BEGIN DATASET CONTENT

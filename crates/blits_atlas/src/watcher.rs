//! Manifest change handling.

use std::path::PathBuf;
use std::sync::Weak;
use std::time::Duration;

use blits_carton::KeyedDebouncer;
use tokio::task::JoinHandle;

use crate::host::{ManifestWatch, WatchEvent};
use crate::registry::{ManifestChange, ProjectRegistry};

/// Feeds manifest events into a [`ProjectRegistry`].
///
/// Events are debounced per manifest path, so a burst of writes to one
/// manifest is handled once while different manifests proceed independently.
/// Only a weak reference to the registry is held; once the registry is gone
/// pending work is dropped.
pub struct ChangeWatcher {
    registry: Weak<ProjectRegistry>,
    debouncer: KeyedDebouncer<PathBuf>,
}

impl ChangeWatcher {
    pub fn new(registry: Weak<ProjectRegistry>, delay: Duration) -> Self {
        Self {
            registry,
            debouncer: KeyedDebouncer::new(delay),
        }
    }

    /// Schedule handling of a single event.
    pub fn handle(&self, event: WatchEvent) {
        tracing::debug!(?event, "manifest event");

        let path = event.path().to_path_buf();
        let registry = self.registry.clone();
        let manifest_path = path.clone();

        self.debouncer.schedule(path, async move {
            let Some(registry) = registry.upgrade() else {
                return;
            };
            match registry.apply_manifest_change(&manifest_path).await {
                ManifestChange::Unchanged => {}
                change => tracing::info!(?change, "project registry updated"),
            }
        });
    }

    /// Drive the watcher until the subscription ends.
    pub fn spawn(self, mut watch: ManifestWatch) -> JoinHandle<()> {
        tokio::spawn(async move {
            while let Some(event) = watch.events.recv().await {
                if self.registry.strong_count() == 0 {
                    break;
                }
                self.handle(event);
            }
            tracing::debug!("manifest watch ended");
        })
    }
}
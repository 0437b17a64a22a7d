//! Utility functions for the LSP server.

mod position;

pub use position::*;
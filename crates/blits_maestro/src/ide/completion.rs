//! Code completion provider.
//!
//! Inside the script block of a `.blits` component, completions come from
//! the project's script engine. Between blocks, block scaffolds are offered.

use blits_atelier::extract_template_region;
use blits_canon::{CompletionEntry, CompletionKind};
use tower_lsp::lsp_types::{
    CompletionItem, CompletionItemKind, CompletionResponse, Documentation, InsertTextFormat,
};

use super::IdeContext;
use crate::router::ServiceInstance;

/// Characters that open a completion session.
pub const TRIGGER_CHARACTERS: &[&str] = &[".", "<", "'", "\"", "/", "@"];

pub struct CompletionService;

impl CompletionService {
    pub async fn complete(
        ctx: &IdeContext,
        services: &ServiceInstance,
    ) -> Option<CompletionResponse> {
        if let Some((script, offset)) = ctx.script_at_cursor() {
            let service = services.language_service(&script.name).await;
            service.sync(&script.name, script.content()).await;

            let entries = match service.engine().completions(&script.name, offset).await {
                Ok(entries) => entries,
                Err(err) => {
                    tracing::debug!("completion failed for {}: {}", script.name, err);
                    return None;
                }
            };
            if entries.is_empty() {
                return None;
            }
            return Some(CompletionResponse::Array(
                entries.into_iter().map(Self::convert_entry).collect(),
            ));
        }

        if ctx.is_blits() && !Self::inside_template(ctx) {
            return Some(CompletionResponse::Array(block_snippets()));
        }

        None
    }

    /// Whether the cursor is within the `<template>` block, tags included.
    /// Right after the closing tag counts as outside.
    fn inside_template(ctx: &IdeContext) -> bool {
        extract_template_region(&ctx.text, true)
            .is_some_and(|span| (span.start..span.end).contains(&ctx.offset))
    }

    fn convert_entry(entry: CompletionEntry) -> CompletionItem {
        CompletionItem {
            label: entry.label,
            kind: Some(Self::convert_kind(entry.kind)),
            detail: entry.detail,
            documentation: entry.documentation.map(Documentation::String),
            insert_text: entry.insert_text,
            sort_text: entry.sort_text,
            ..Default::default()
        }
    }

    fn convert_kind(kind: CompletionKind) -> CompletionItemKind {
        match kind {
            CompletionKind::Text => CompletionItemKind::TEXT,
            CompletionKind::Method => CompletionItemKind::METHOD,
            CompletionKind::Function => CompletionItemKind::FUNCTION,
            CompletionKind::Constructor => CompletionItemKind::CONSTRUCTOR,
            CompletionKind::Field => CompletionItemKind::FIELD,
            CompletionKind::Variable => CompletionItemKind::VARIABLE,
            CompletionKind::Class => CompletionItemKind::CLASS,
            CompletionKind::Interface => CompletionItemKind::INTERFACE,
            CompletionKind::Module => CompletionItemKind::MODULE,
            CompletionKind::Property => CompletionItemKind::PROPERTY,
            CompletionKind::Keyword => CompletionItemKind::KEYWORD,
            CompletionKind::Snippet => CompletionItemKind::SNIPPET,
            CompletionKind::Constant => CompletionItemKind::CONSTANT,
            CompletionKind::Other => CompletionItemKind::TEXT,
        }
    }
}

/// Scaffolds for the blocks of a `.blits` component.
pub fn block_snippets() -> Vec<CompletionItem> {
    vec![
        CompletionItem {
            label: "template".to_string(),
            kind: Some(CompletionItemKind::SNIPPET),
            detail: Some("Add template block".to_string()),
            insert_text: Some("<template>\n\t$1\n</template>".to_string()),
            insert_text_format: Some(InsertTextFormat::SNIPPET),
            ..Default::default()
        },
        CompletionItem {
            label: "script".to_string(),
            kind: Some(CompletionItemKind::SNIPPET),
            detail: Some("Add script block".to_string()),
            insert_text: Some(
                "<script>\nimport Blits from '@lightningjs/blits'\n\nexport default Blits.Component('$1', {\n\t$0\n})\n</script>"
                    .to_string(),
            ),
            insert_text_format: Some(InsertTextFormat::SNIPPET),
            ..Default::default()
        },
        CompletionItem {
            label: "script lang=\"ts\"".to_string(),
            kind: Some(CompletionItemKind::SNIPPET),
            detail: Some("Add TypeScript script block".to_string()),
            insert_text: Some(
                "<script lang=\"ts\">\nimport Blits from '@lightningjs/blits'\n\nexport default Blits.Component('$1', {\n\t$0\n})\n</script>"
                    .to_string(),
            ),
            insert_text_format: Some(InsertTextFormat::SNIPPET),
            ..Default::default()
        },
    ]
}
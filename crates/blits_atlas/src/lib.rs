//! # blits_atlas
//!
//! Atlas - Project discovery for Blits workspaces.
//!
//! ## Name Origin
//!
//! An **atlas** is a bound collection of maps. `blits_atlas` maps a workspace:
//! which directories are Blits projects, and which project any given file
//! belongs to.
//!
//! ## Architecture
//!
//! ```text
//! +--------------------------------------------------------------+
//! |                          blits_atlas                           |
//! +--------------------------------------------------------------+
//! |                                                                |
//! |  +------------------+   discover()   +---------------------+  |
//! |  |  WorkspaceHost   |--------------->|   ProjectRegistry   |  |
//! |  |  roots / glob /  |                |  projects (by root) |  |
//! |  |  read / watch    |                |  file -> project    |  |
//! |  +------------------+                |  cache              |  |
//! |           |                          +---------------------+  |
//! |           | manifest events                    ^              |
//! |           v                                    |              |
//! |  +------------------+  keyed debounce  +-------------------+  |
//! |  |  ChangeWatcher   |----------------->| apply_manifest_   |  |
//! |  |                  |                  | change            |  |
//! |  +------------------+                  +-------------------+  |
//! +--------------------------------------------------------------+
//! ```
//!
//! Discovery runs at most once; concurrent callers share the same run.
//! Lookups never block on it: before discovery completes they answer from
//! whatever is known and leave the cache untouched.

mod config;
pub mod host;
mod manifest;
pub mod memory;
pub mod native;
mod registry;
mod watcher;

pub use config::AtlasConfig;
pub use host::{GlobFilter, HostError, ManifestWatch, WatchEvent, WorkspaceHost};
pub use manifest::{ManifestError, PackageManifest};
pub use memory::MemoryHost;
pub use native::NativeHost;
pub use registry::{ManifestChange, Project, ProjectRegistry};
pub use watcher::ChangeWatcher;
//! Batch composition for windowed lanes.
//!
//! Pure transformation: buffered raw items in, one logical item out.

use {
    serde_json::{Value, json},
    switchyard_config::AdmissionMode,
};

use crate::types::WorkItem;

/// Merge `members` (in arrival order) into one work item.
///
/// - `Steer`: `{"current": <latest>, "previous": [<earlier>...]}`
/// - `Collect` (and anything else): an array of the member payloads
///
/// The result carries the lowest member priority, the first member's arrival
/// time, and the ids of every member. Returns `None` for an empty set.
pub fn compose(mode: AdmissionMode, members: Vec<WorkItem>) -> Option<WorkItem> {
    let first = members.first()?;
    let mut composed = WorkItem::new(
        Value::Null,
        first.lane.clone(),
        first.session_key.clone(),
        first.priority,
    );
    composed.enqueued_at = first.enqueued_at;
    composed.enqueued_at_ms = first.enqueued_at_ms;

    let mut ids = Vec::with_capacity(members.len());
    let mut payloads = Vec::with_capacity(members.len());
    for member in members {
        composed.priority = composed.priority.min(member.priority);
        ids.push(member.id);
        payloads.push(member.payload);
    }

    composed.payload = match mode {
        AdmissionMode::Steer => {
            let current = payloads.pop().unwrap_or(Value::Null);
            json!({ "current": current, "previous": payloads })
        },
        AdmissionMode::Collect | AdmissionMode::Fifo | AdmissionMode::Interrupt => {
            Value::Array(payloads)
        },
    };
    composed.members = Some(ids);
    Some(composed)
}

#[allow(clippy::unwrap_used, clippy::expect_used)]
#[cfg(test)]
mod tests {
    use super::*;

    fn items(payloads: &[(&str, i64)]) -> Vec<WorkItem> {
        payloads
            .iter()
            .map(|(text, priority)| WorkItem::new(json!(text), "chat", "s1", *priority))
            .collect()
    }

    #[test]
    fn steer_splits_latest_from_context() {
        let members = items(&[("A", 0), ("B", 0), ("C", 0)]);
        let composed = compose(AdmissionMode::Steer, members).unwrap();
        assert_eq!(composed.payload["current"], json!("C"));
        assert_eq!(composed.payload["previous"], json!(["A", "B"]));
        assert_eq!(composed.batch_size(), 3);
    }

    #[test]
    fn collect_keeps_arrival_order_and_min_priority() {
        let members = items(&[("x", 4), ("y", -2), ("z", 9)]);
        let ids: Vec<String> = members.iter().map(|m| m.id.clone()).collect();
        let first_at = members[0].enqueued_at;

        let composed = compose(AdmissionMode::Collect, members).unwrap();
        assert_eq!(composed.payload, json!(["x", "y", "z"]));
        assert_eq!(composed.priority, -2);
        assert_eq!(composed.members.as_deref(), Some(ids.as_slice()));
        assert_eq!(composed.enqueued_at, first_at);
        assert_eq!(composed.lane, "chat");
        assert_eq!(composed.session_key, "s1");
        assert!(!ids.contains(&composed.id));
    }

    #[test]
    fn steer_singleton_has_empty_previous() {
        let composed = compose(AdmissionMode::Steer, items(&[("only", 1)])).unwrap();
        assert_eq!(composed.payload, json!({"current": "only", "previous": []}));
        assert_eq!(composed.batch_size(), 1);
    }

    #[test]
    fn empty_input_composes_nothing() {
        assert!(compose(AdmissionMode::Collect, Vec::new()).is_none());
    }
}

END DATASET CONTENT

Read the entries and show each line that mentions "once".

/// manifest is handled once while different manifests proceed independently.
/// Only a weak reference to the registry is held; once the registry is gone
//! Discovery runs at most once; concurrent callers share the same run.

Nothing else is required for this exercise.